Sophos: Harry Potter ist ein Wurm
Hamster-Katze mit Kulleraugen
Doch die Masche ist nicht neu. Bereits im Jahr 2000 hatte der "Pikachu-Wurm" auf ähnliche Weise sein Unwesen getrieben, indem er die Kommerz-Geilheit der Kinder appellierte. Für diejenigen Leser, die den Namen "Pikachu" nicht kennen: Anno 2000 gab es ein Spiel namens "Pokemon" für Nintendo-Konsolen, in dem es darum ging, niedliche Kuscheltiere aufeinander zu hetzen.
Eines davon war eine gelbliche Hamster-Katze mit großen Kulleraugen namens Pikachu, quasi das Markenzeichen des Spiels. Die Kinder waren völlig scharf auf dieses Spiel, entsprechend viele Merchandising-Produkte kamen auf den Markt. Und der Pikachu-Wurm konnte sich im Windschatten dieser Welle bequem ausbreiten und seine Späße auf den befallenen Rechnern treiben.

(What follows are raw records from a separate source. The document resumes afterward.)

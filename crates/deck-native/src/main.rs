use std::path::PathBuf;
use std::time::Duration;

use clap::Parser;
use instant::Instant;
use winit::{
    event::*,
    event_loop::EventLoop,
    keyboard::{Key, NamedKey},
    window::WindowBuilder,
};

use deck_core::{
    normalize_pointer, tarot_deck, DeckParams, InboxMessage, PointerButton, PointerEvent, Session,
};

mod render;
mod sources;

use render::GpuState;
use sources::{FsAssetLoader, ReplaySource};

// roughly the cadence of a webcam hand tracker
const REPLAY_FRAME: Duration = Duration::from_millis(33);

#[derive(Debug, Parser)]
#[command(name = "deck-native")]
#[command(about = "Gesture-driven tarot deck", long_about = None)]
struct Options {
    /// Recorded hand landmark capture to replay instead of a live camera
    #[arg(long)]
    landmarks: Option<PathBuf>,

    /// Directory holding the card artwork
    #[arg(long, default_value = "assets")]
    assets: PathBuf,

    /// Seed for star placement, ash and reversed draws
    #[arg(long, default_value_t = 42)]
    seed: u64,
}

fn window_title(session: &Session) -> String {
    let hud = session.hud();
    let mut title = format!("Arcana · {}", hud.deck_label());
    if let Some(detail) = &hud.detail {
        title.push_str(&format!(" · {} ({})", detail.title, detail.subtitle));
    } else if let Some(notice) = hud.notice {
        title.push_str(&format!(" · {}", notice.text()));
    }
    if hud.burn_hint {
        title.push_str(" · make a fist to burn");
    }
    title
}

fn main() -> anyhow::Result<()> {
    env_logger::builder()
        .filter_level(log::LevelFilter::Info)
        .init();

    let opts = Options::parse();
    let mut session = Session::new(tarot_deck(), DeckParams::default(), opts.seed);
    let inbox = session.sender();

    let loader = FsAssetLoader::spawn(opts.assets.clone(), inbox.clone())?;
    match &opts.landmarks {
        Some(path) => ReplaySource {
            path: path.clone(),
            frame: REPLAY_FRAME,
        }
        .start(inbox.clone()),
        None => {
            inbox.send(InboxMessage::CameraFailed(
                "no landmark source configured".into(),
            ));
        }
    }

    let event_loop = EventLoop::new()?;
    let window = WindowBuilder::new()
        .with_title(window_title(&session))
        .build(&event_loop)?;
    let size = window.inner_size();
    session.set_aspect(size.width as f32 / size.height.max(1) as f32);

    let mut state = pollster::block_on(GpuState::new(&window))?;
    let mut last_frame = Instant::now();
    let mut last_title = String::new();

    event_loop.run(move |event, elwt| match event {
        Event::WindowEvent { event, .. } => match event {
            WindowEvent::Resized(size) => {
                state.resize(size);
                session.set_aspect(size.width as f32 / size.height.max(1) as f32);
            }
            WindowEvent::CloseRequested => elwt.exit(),
            WindowEvent::KeyboardInput { event, .. }
                if event.state == ElementState::Pressed
                    && event.logical_key == Key::Named(NamedKey::Escape) =>
            {
                elwt.exit()
            }
            WindowEvent::CursorMoved { position, .. } => {
                let size = state.window.inner_size();
                let ndc = normalize_pointer(
                    position.x as f32,
                    position.y as f32,
                    size.width as f32,
                    size.height as f32,
                );
                inbox.pointer(PointerEvent::Move { x: ndc.x, y: ndc.y });
            }
            WindowEvent::MouseInput { state: press, button, .. } => {
                let button = match button {
                    MouseButton::Left => PointerButton::Primary,
                    MouseButton::Right => PointerButton::Secondary,
                    _ => return,
                };
                match press {
                    ElementState::Pressed => inbox.pointer(PointerEvent::Down(button)),
                    ElementState::Released => inbox.pointer(PointerEvent::Up),
                };
            }
            _ => {}
        },
        Event::AboutToWait => {
            let now = Instant::now();
            session.tick(now - last_frame);
            last_frame = now;

            for request in session.take_asset_requests() {
                loader.request(request);
            }
            let title = window_title(&session);
            if title != last_title {
                state.window.set_title(&title);
                last_title = title;
            }

            match state.render(&session) {
                Ok(_) => state.window.request_redraw(),
                Err(wgpu::SurfaceError::Lost) => state.resize(state.window.inner_size()),
                Err(wgpu::SurfaceError::OutOfMemory) => elwt.exit(),
                Err(_) => {}
            }
        }
        Event::LoopExiting => {
            for pick in session.selections() {
                log::info!(
                    "[deck] drawn: {}{}",
                    pick.name,
                    if pick.reversed { " (reversed)" } else { "" }
                );
            }
        }
        _ => {}
    })?;
    Ok(())
}

#[cfg(test)]
mod tests {
    use super::*;

    #[test]
    fn options_default_to_asset_dir_and_fixed_seed() {
        let opts = Options::try_parse_from(["deck-native"]).unwrap();
        assert_eq!(opts.landmarks, None);
        assert_eq!(opts.assets, PathBuf::from("assets"));
        assert_eq!(opts.seed, 42);
    }

    #[test]
    fn options_accept_every_flag() {
        let opts = Options::try_parse_from([
            "deck-native",
            "--landmarks",
            "hand.txt",
            "--assets",
            "art",
            "--seed",
            "7",
        ])
        .unwrap();
        assert_eq!(opts.landmarks, Some(PathBuf::from("hand.txt")));
        assert_eq!(opts.assets, PathBuf::from("art"));
        assert_eq!(opts.seed, 7);
    }

    #[test]
    fn options_reject_bad_seed_and_unknown_flags() {
        assert!(Options::try_parse_from(["deck-native", "--seed", "-3"]).is_err());
        assert!(Options::try_parse_from(["deck-native", "--camera"]).is_err());
    }
}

Gernot Hacker, Director of Technology bei Sophos, warnt die Geldspender der jugendlichen Harry-Potter-Junkies: "Eltern kleiner Zauberlehrlinge sollten ihre Kinder kontinuierlich über die diversen Gefahren im Internet aufklären."
Auch bei Erwachsenen setzt der Verstand aus
Doch nicht nur die Kinder sind betroffen, auch die oben erwähnten Kindergärtnerinnen scheinen beim Anblick der zaubernden Brillenschlange den Verstand auszuknipsen. Hacker: "Aber auch erwachsene Potter-Fans sollten auf der Hut sein, damit die Potter-Manie keinen folgenreichen Fluch über ihre Computersysteme verhängt."